The local church must intentionally assess, prepare, and send missionaries so that the gospel moves across cultural, linguistic, and geographic borders with fidelity. Missionaries receive assessment, affirmation, and commissioning from the congregation; they serve either as shepherding overseers (elders) or as serving deacons in cross-cultural contexts, and the same biblical qualifications apply. Readiness rests on three pillars: character (spiritual maturity and biblical qualifications), conviction (core theological commitments such as God’s sovereignty, the authority of Scripture, the exclusivity of Christ, and a theology of suffering), and competency (practical training, proven ministry fruit, and tested maturity). First Timothy 3 supplies the character standard—above reproach, sober-minded, hospitable, able to teach, household management, and being well thought of by outsiders—and the same accountability should guide missionary candidates.

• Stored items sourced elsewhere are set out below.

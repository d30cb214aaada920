//! Seedable Random Number Generator
//!
//! Xorshift128+ generator. The engine only has two random inputs: the
//! rough-ice layout of an end and the wobble baked into a launch velocity.
//! Both are drawn on the throwing peer and transmitted, so the generator
//! never has to agree across peers; seeding is still explicit so tests and
//! replays are reproducible.

use serde::{Serialize, Deserialize};
use sha2::{Sha256, Digest};

/// PRNG using the Xorshift128+ algorithm.
///
/// # Example
///
/// ```
/// use curling_engine::core::rng::SeededRng;
///
/// let mut a = SeededRng::new(12345);
/// let mut b = SeededRng::new(12345);
/// assert_eq!(a.next_u64(), b.next_u64());
/// ```
#[derive(Clone, Debug, Serialize, Deserialize)]
pub struct SeededRng {
    state: [u64; 2],
}

impl Default for SeededRng {
    fn default() -> Self {
        Self::new(0)
    }
}

impl SeededRng {
    /// Seed the generator. The seed is spread over both state words with
    /// SplitMix64, so small seeds are fine.
    pub fn new(seed: u64) -> Self {
        let mut s = seed;
        let state0 = splitmix64(&mut s);
        let state1 = splitmix64(&mut s);

        // State must never be all zeros
        let state = if state0 == 0 && state1 == 0 {
            [1, 1]
        } else {
            [state0, state1]
        };

        Self { state }
    }

    /// Create an RNG seeded from fresh entropy.
    pub fn from_entropy() -> Self {
        let nonce = uuid::Uuid::new_v4();
        let nanos = std::time::SystemTime::now()
            .duration_since(std::time::UNIX_EPOCH)
            .unwrap_or_default()
            .as_nanos();
        Self::new(derive_seed(nonce.as_bytes(), &nanos.to_le_bytes()))
    }

    /// Next raw 64-bit output.
    #[inline]
    pub fn next_u64(&mut self) -> u64 {
        let s0 = self.state[0];
        let mut s1 = self.state[1];
        let result = s0.wrapping_add(s1);

        s1 ^= s0;
        self.state[0] = s0.rotate_left(24) ^ s1 ^ (s1 << 16);
        self.state[1] = s1.rotate_left(37);

        result
    }

    /// Integer in `[min, max]`, inclusive on both ends.
    #[inline]
    pub fn next_int_range(&mut self, min: u32, max: u32) -> u32 {
        if min >= max {
            return min;
        }
        let span = u64::from(max - min) + 1;
        min + (self.next_u64() % span) as u32
    }

    /// Generate a float in [0, 1).
    #[inline]
    pub fn next_f64(&mut self) -> f64 {
        // 53 high bits -> exact double in [0, 1)
        (self.next_u64() >> 11) as f64 * (1.0 / (1u64 << 53) as f64)
    }

    /// Generate a float in [min, max).
    #[inline]
    pub fn next_f64_range(&mut self, min: f64, max: f64) -> f64 {
        if min >= max {
            return min;
        }
        min + (max - min) * self.next_f64()
    }

}

/// One SplitMix64 step.
#[inline]
fn splitmix64(state: &mut u64) -> u64 {
    *state = state.wrapping_add(0x9E3779B97F4A7C15);
    let mut z = *state;
    z = (z ^ (z >> 30)).wrapping_mul(0xBF58476D1CE4E5B9);
    z = (z ^ (z >> 27)).wrapping_mul(0x94D049BB133111EB);
    z ^ (z >> 31)
}

/// Derive a 64-bit seed from an identifier and extra entropy.
pub fn derive_seed(id: &[u8], entropy: &[u8]) -> u64 {
    let mut hasher = Sha256::new();
    hasher.update(b"CURLING_SEED_V1");
    hasher.update(id);
    hasher.update(entropy);
    let hash = hasher.finalize();

    let mut bytes = [0u8; 8];
    bytes.copy_from_slice(&hash[0..8]);
    u64::from_le_bytes(bytes)
}

#[cfg(test)]
mod tests {
    use super::*;

    #[test]
    fn test_same_seed_same_sequence() {
        let mut rng1 = SeededRng::new(42);
        let mut rng2 = SeededRng::new(42);

        for _ in 0..1000 {
            assert_eq!(rng1.next_u64(), rng2.next_u64());
        }
    }

    #[test]
    fn test_seeds_diverge() {
        let mut rng1 = SeededRng::new(1);
        let mut rng2 = SeededRng::new(2);
        assert_ne!(rng1.next_u64(), rng2.next_u64());
    }

    #[test]
    fn test_next_int_range() {
        let mut rng = SeededRng::new(7);
        for _ in 0..1000 {
            let v = rng.next_int_range(3, 5);
            assert!((3..=5).contains(&v));
        }
    }

    #[test]
    fn test_next_f64_bounds() {
        let mut rng = SeededRng::new(99);
        for _ in 0..1000 {
            let v = rng.next_f64();
            assert!((0.0..1.0).contains(&v));
            let r = rng.next_f64_range(-2.0, 3.0);
            assert!((-2.0..3.0).contains(&r));
        }
    }

    #[test]
    fn test_derive_seed_depends_on_inputs() {
        let a = derive_seed(b"lobby-a", &[1, 2, 3]);
        let b = derive_seed(b"lobby-a", &[1, 2, 3]);
        let c = derive_seed(b"lobby-b", &[1, 2, 3]);
        assert_eq!(a, b);
        assert_ne!(a, c);
    }
}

Convictions shape motive and perseverance: missionaries must believe God sovereignly accomplishes mission, Scripture is the final authority, humanity is fallen, Christ alone saves, suffering accompanies faithful witness, praise to Christ fuels mission, the church is the primary sending agent, and the nations will come to worship. These convictions protect missionaries from pragmatic or sentimental approaches and anchor ministry in God’s promises. Competency demands intentional development: desire alone does not qualify. Like professions that require long apprenticeship, cross-cultural ministry requires training, mentoring, measurable practice, and congregational testing so senders do not ship immaturity overseas and thereby create harm.

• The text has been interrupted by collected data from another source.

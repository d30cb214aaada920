//! Lobby Management
//!
//! Named two-seat lobbies. The first member takes the red seat, the second
//! the yellow seat; once both are taken the match starts and the relay
//! forwards game messages between the two. Lobbies hold no game state.

use std::collections::BTreeMap;
use std::sync::Arc;
use chrono::{DateTime, Utc};
use tokio::sync::{mpsc, RwLock};
use uuid::Uuid;

use crate::game::state::Team;
use crate::network::protocol::{
    ErrorCode, GameStartInfo, LobbyPlayer, LobbySummary, ServerMessage,
};

/// Longest accepted lobby or display name (bytes).
pub const MAX_NAME_LEN: usize = 32;

/// Lobby state.
#[derive(Debug, Clone, Copy, PartialEq, Eq)]
pub enum LobbyState {
    /// One seat taken.
    Waiting,
    /// Both seats taken, match running.
    Playing,
}

/// A lobby member.
#[derive(Debug, Clone)]
pub struct LobbyMember {
    /// Relay-assigned player id.
    pub player_id: Uuid,
    /// Name shown to the opponent.
    pub display_name: String,
    /// Seat.
    pub team: Team,
    /// Message channel to this member.
    pub sender: mpsc::Sender<ServerMessage>,
}

impl LobbyMember {
    fn as_player(&self) -> LobbyPlayer {
        LobbyPlayer {
            player_id: self.player_id.to_string(),
            display_name: self.display_name.clone(),
            team: self.team as u8,
        }
    }
}

/// A two-seat lobby.
#[derive(Debug)]
pub struct Lobby {
    /// Lobby name.
    pub name: String,
    /// Current state.
    pub state: LobbyState,
    /// When the lobby was opened.
    pub created_at: DateTime<Utc>,
    members: Vec<LobbyMember>,
}

impl Lobby {
    /// Open an empty lobby.
    pub fn new(name: impl Into<String>) -> Self {
        Self {
            name: name.into(),
            state: LobbyState::Waiting,
            created_at: Utc::now(),
            members: Vec::with_capacity(2),
        }
    }

    /// Take the first free seat.
    pub fn add_member(
        &mut self,
        player_id: Uuid,
        display_name: String,
        sender: mpsc::Sender<ServerMessage>,
    ) -> Result<Team, LobbyError> {
        if self.members.iter().any(|m| m.player_id == player_id) {
            return Err(LobbyError::AlreadyInLobby);
        }
        let team = Team::ALL
            .into_iter()
            .find(|t| self.members.iter().all(|m| m.team != *t))
            .ok_or(LobbyError::LobbyFull)?;

        self.members.push(LobbyMember {
            player_id,
            display_name,
            team,
            sender,
        });
        if self.is_full() {
            self.state = LobbyState::Playing;
        }
        Ok(team)
    }

    /// Remove a member.
    pub fn remove_member(&mut self, player_id: &Uuid) -> Option<LobbyMember> {
        let index = self.members.iter().position(|m| m.player_id == *player_id)?;
        Some(self.members.remove(index))
    }

    /// The other member.
    pub fn opponent_of(&self, player_id: &Uuid) -> Option<&LobbyMember> {
        self.members.iter().find(|m| m.player_id != *player_id)
    }

    /// Members present.
    pub fn members(&self) -> &[LobbyMember] {
        &self.members
    }

    /// Both seats taken.
    pub fn is_full(&self) -> bool {
        self.members.len() >= Team::ALL.len()
    }

    /// Game start announcement for one member.
    pub fn start_info_for(&self, member: &LobbyMember) -> GameStartInfo {
        GameStartInfo {
            lobby: self.name.clone(),
            players: self.members.iter().map(LobbyMember::as_player).collect(),
            your_team: member.team as u8,
        }
    }

    /// Send `game_start` to both members.
    pub async fn announce_start(&self) {
        for member in &self.members {
            let _ = member
                .sender
                .send(ServerMessage::GameStart(self.start_info_for(member)))
                .await;
        }
    }

    /// Listing entry.
    pub fn summary(&self) -> LobbySummary {
        LobbySummary {
            name: self.name.clone(),
            players: self.members.len(),
            created_at: self.created_at,
        }
    }
}

/// Result of a join.
#[derive(Debug, Clone)]
pub struct JoinOutcome {
    /// Lobby joined.
    pub lobby: Arc<RwLock<Lobby>>,
    /// Seat taken.
    pub team: Team,
    /// The join filled the lobby.
    pub started: bool,
}

/// Result of a leave.
#[derive(Debug, Clone)]
pub struct LeaveOutcome {
    /// Lobby left (now closed).
    pub lobby: String,
    /// Name of the member who left.
    pub display_name: String,
    /// The member left behind, if any.
    pub opponent: Option<LobbyMember>,
}

/// Lobby errors.
#[derive(Debug, Clone, PartialEq, Eq, thiserror::Error)]
pub enum LobbyError {
    /// Both seats taken.
    #[error("Lobby is full")]
    LobbyFull,

    /// Already a member of a lobby.
    #[error("Already in a lobby")]
    AlreadyInLobby,

    /// Not a member of any lobby.
    #[error("Not in a lobby")]
    NotInLobby,

    /// No opponent yet.
    #[error("No opponent in lobby")]
    NoOpponent,

    /// Lobby limit reached.
    #[error("Too many lobbies")]
    TooManyLobbies,

    /// Empty or oversized name.
    #[error("Invalid name")]
    InvalidName,
}

impl LobbyError {
    /// Wire error code.
    pub fn code(&self) -> ErrorCode {
        match self {
            LobbyError::LobbyFull => ErrorCode::LobbyFull,
            LobbyError::AlreadyInLobby => ErrorCode::AlreadyInLobby,
            LobbyError::NotInLobby => ErrorCode::NotInLobby,
            LobbyError::NoOpponent => ErrorCode::NoOpponent,
            LobbyError::TooManyLobbies => ErrorCode::ServerOverloaded,
            LobbyError::InvalidName => ErrorCode::InvalidInput,
        }
    }
}

fn valid_name(name: &str) -> bool {
    let trimmed = name.trim();
    !trimmed.is_empty() && trimmed.len() <= MAX_NAME_LEN
}

// =============================================================================
// LOBBY MANAGER
// =============================================================================

/// Manages all lobbies.
pub struct LobbyManager {
    /// Lobbies by name.
    lobbies: RwLock<BTreeMap<String, Arc<RwLock<Lobby>>>>,
    /// Player to lobby mapping.
    player_lobbies: RwLock<BTreeMap<Uuid, String>>,
    /// Lobby limit.
    max_lobbies: usize,
}

impl LobbyManager {
    /// Create a manager allowing up to `max_lobbies` lobbies.
    pub fn new(max_lobbies: usize) -> Self {
        Self {
            lobbies: RwLock::new(BTreeMap::new()),
            player_lobbies: RwLock::new(BTreeMap::new()),
            max_lobbies,
        }
    }

    /// Join a lobby, opening it if it does not exist.
    pub async fn join(
        &self,
        name: &str,
        player_id: Uuid,
        display_name: &str,
        sender: mpsc::Sender<ServerMessage>,
    ) -> Result<JoinOutcome, LobbyError> {
        if !valid_name(name) || !valid_name(display_name) {
            return Err(LobbyError::InvalidName);
        }
        let name = name.trim().to_string();

        let mut player_lobbies = self.player_lobbies.write().await;
        if player_lobbies.contains_key(&player_id) {
            return Err(LobbyError::AlreadyInLobby);
        }

        let lobby = {
            let mut lobbies = self.lobbies.write().await;
            if !lobbies.contains_key(&name) && lobbies.len() >= self.max_lobbies {
                return Err(LobbyError::TooManyLobbies);
            }
            lobbies
                .entry(name.clone())
                .or_insert_with(|| Arc::new(RwLock::new(Lobby::new(name.clone()))))
                .clone()
        };

        let (team, started) = {
            let mut guard = lobby.write().await;
            let team = guard.add_member(player_id, display_name.trim().to_string(), sender)?;
            (team, guard.is_full())
        };

        player_lobbies.insert(player_id, name);
        Ok(JoinOutcome { lobby, team, started })
    }

    /// Leave the current lobby. The lobby is closed.
    pub async fn leave(&self, player_id: &Uuid) -> Option<LeaveOutcome> {
        let mut player_lobbies = self.player_lobbies.write().await;
        let name = player_lobbies.remove(player_id)?;

        let lobby = self.lobbies.write().await.remove(&name)?;
        let mut lobby = lobby.write().await;
        let leaving = lobby.remove_member(player_id)?;
        let opponent = lobby.members().first().cloned();
        if let Some(ref opponent) = opponent {
            player_lobbies.remove(&opponent.player_id);
        }

        Some(LeaveOutcome {
            lobby: name,
            display_name: leaving.display_name,
            opponent,
        })
    }

    /// Channel to the other member of the player's lobby.
    pub async fn opponent_sender(&self, player_id: &Uuid) -> Result<mpsc::Sender<ServerMessage>, LobbyError> {
        let lobby = self.get_player_lobby(player_id).await.ok_or(LobbyError::NotInLobby)?;
        let lobby = lobby.read().await;
        if lobby.state != LobbyState::Playing {
            return Err(LobbyError::NoOpponent);
        }
        lobby
            .opponent_of(player_id)
            .map(|m| m.sender.clone())
            .ok_or(LobbyError::NoOpponent)
    }

    /// Get a lobby by name.
    pub async fn get_lobby(&self, name: &str) -> Option<Arc<RwLock<Lobby>>> {
        self.lobbies.read().await.get(name).cloned()
    }

    /// Get the lobby a player is in.
    pub async fn get_player_lobby(&self, player_id: &Uuid) -> Option<Arc<RwLock<Lobby>>> {
        let name = self.player_lobbies.read().await.get(player_id).cloned()?;
        self.get_lobby(&name).await
    }

    /// Lobbies with a free seat.
    pub async fn list_open(&self) -> Vec<LobbySummary> {
        let lobbies = self.lobbies.read().await;
        let mut open = Vec::new();
        for lobby in lobbies.values() {
            let lobby = lobby.read().await;
            if lobby.state == LobbyState::Waiting {
                open.push(lobby.summary());
            }
        }
        open
    }

    /// Active lobby count.
    pub async fn lobby_count(&self) -> usize {
        self.lobbies.read().await.len()
    }

    /// Remove lobbies nobody is in.
    pub async fn cleanup(&self) {
        let mut lobbies = self.lobbies.write().await;
        let mut to_remove = Vec::new();

        for (name, lobby) in lobbies.iter() {
            if lobby.read().await.members().is_empty() {
                to_remove.push(name.clone());
            }
        }

        for name in to_remove {
            lobbies.remove(&name);
        }
    }
}

impl Default for LobbyManager {
    fn default() -> Self {
        Self::new(256)
    }
}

Sending must become a collaborative, ecclesial process. The church encounters aspiring missionaries in the regular life of worship, discipleship, one-another relationships, prayer, and service; that proximity allows assessment, correction, and formation. The church must not outsource primary training to agencies alone but should disciple, test, and commission candidates so they go as recognized representatives of a local body. Ultimately, sending matters because the message is eternal: careful, church-centered assessment protects the gospel’s credibility, sustains missionaries under suffering, and advances the aim of gathering all nations to worship. It starts in the local congregation—where missionaries are made, not manufactured.
Key Takeaways
- 1. Character must be proven and public Genuine missionary service requires visible spiritual maturity that a congregation can verify, not private claims of readiness. Biblical qualifications (above reproach, household leadership, sober-mindedness, teaching ability) function as safeguards so that the gospel does not become tarnished by arrogance or moral failure. Public proof protects both the missionary and the churches they will serve. [20:20]
- 2. Convictions anchor missionary perseverance Deep theological commitments—God’s sovereignty, Scripture’s authority, Christ’s exclusive salvation, and a theology of suffering—sustain missionaries when opposition, loneliness, or apparent failure arise. These convictions reframe hardship as participation in Christ’s mission rather than as evidence of mistake, and they orient ministry toward worship as the end goal. A missionary without such anchors will drift toward methods that prioritize comfort or approval. [29:13]
- 3. Competency requires deliberate training Desire alone cannot substitute for skill. Cross-cultural ministry needs instruction, supervised practice, language learning, and measurable fruit so that those sent can lead, teach, and shepherd under pressure. Sending immature workers risks creating more brokenness than gospel advance; rigorous preparation honors the eternal stakes involved. [43:59]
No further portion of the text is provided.